Clinical studies in patients with severe viral pneumonia caused by viral infections have shown that convalescent sera can have a therapeutic benefit. This has been demonstrated for infections including Spanish influenza pneumonia during 1918–1919 (18), SARS-CoV (19), H5N1 influenza A virus (20), and more recently severe H1N1 influenza A virus infection (21). However, the lack of availability of convalescent sera and the low antibody titers, like in the case of the patient described in this study, significantly limit the utility of this approach. Rapid isolation, purification, and production of specific human neutralizing monoclonal antibodies represent a safe, controlled, affordable, and unlimited source of the most potent antibodies present in convalescent sera, overcoming the limitations of patient-derived convalescent sera.

Due to the continuous emergence of new zoonotic viruses, there is a need to develop rapid pathways for the identification and development of new treatments for prophylaxis, postexposure prophylaxis, and therapy. This study illustrates an example of this approach for MERS. In particular, we have shown that a human neutralizing antibody can be isolated, characterized, and produced in large amounts in cell lines compatible for human use in a short period of only a few months. The efficiency of the B-cell interrogation method used was instrumental in isolating a rare cell from a small blood sample obtained from an individual who had mounted only a modest neutralizing antibody response. The isolation of antibodies using phage libraries can also be rapid but bears some risks for their development. In particular, due to scrambled VH–VL pairing, phage-derived antibodies carry a risk of autoreactivity and may not express well in mammalian cells, a fact that has significantly hampered their clinical development.
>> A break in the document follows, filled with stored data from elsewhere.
//! Request context: cancellation plus an optional deadline
//!
//! Every backing-store call and every gathering loop takes a
//! [`RequestContext`]. Cancelling it (or letting its deadline pass) makes
//! in-flight operations return [`Error::Cancelled`] or
//! [`Error::DeadlineExceeded`] without waiting for outstanding work.

use crate::{Error, Result};

use std::time::Duration;
use tokio::time::Instant;
use tokio_util::sync::CancellationToken;

#[derive(Debug, Clone)]
pub struct RequestContext {
    token: CancellationToken,
    deadline: Option<Instant>,
}

impl RequestContext {
    /// A context that is never cancelled and has no deadline.
    pub fn background() -> Self {
        Self {
            token: CancellationToken::new(),
            deadline: None,
        }
    }

    /// Derive a context that is cancelled together with `self`, but can also
    /// be cancelled on its own.
    pub fn child(&self) -> Self {
        Self {
            token: self.token.child_token(),
            deadline: self.deadline,
        }
    }

    /// Derive a child context whose deadline is at most `timeout` from now.
    ///
    /// A timeout too long to represent adds no deadline.
    pub fn with_timeout(&self, timeout: Duration) -> Self {
        let deadline = match (self.deadline, Instant::now().checked_add(timeout)) {
            (Some(existing), Some(deadline)) => Some(existing.min(deadline)),
            (existing, None) => existing,
            (None, deadline) => deadline,
        };
        Self {
            token: self.token.child_token(),
            deadline,
        }
    }

    pub fn cancel(&self) {
        self.token.cancel();
    }

    pub fn cancellation_token(&self) -> CancellationToken {
        self.token.clone()
    }

    pub fn deadline(&self) -> Option<Instant> {
        self.deadline
    }

    /// The context's error if it is already done.
    pub fn err(&self) -> Option<Error> {
        if self.token.is_cancelled() {
            return Some(Error::Cancelled);
        }
        match self.deadline {
            Some(deadline) if Instant::now() >= deadline => Some(Error::DeadlineExceeded),
            _ => None,
        }
    }

    /// `Ok(())` while the context is live.
    pub fn check(&self) -> Result<()> {
        match self.err() {
            Some(e) => Err(e),
            None => Ok(()),
        }
    }

    /// Resolves once the context is cancelled or its deadline passes.
    pub async fn done(&self) -> Error {
        match self.deadline {
            Some(deadline) => {
                tokio::select! {
                    biased;
                    _ = self.token.cancelled() => Error::Cancelled,
                    _ = tokio::time::sleep_until(deadline) => Error::DeadlineExceeded,
                }
            }
            None => {
                self.token.cancelled().await;
                Error::Cancelled
            }
        }
    }
}

impl Default for RequestContext {
    fn default() -> Self {
        Self::background()
    }
}

#[cfg(test)]
mod tests {
    use super::*;

    #[test]
    fn background_context_is_live() {
        let ctx = RequestContext::background();
        assert!(ctx.err().is_none());
        assert!(ctx.check().is_ok());
    }

    #[test]
    fn cancelling_parent_cancels_child() {
        let parent = RequestContext::background();
        let child = parent.child();
        parent.cancel();
        assert!(matches!(child.err(), Some(Error::Cancelled)));
    }

    #[test]
    fn cancelling_child_leaves_parent_live() {
        let parent = RequestContext::background();
        let child = parent.child();
        child.cancel();
        assert!(parent.err().is_none());
    }

    #[tokio::test(start_paused = true)]
    async fn deadline_fires() {
        let ctx = RequestContext::background().with_timeout(Duration::from_millis(50));
        assert!(ctx.err().is_none());
        let err = ctx.done().await;
        assert!(matches!(err, Error::DeadlineExceeded));
        assert!(matches!(ctx.err(), Some(Error::DeadlineExceeded)));
    }

    #[test]
    fn unrepresentable_timeout_adds_no_deadline() {
        let ctx = RequestContext::background().with_timeout(Duration::MAX);
        assert!(ctx.deadline().is_none());
        assert!(ctx.err().is_none());

        let outer = RequestContext::background().with_timeout(Duration::from_secs(1));
        assert_eq!(outer.with_timeout(Duration::MAX).deadline(), outer.deadline());
    }

    #[test]
    fn nested_timeout_keeps_earlier_deadline() {
        let outer = RequestContext::background().with_timeout(Duration::from_secs(1));
        let inner = outer.with_timeout(Duration::from_secs(60));
        assert_eq!(inner.deadline(), outer.deadline());
    }
}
Our data also show a rapid path for epitope mapping and mechanism of action studies using experimentally validated computational docking, viral escape mutant, and cross-competition assays.

This study also takes advantage of recent developments of animal models for emerging respiratory viral infections based on transient expression of human receptors in wild-type or immune-deficient mice. In this model, our antibody showed high efficacy both in prophylaxis and therapy, with reduction of lung viral titers of 100–1,000-fold, as well as reduction of signs and pathology. There is increasing evidence that antibodies can be efficiently delivered through nebulization (2224). It was interesting to find that when administered intranasally LCA60 was effective in both mouse models and even when tested at concentrations as low as 0.12 mg/kg. These results suggest that it would be important to evaluate the local delivery of an antibody by nebulization, a route of administration that offers considerable advantages over the parenteral route, such as lower dosage, higher antibody concentration in lung fluids, and ease of multiple administrations.

LCA60 binds to an epitope in the S protein RBD with subnanomolar affinity and potently neutralizes MERS-CoV infection of multiple isolates. The epitope has partial overlap with the RBD–CD26 receptor interface, and antibody binding prevents interaction of the viral RBD with its cellular receptor. Therefore, inhibition of virus–receptor interactions is at least one major mechanism of LCA60 neutralization. Experimentally validated computational docking as well as generation of escape variants allowed identification of RBD residues critical for binding and neutralization. LCA60 has a novel epitope that is not affected by escape mutants generated by 3B11 and other phage-derived neutralizing antibodies.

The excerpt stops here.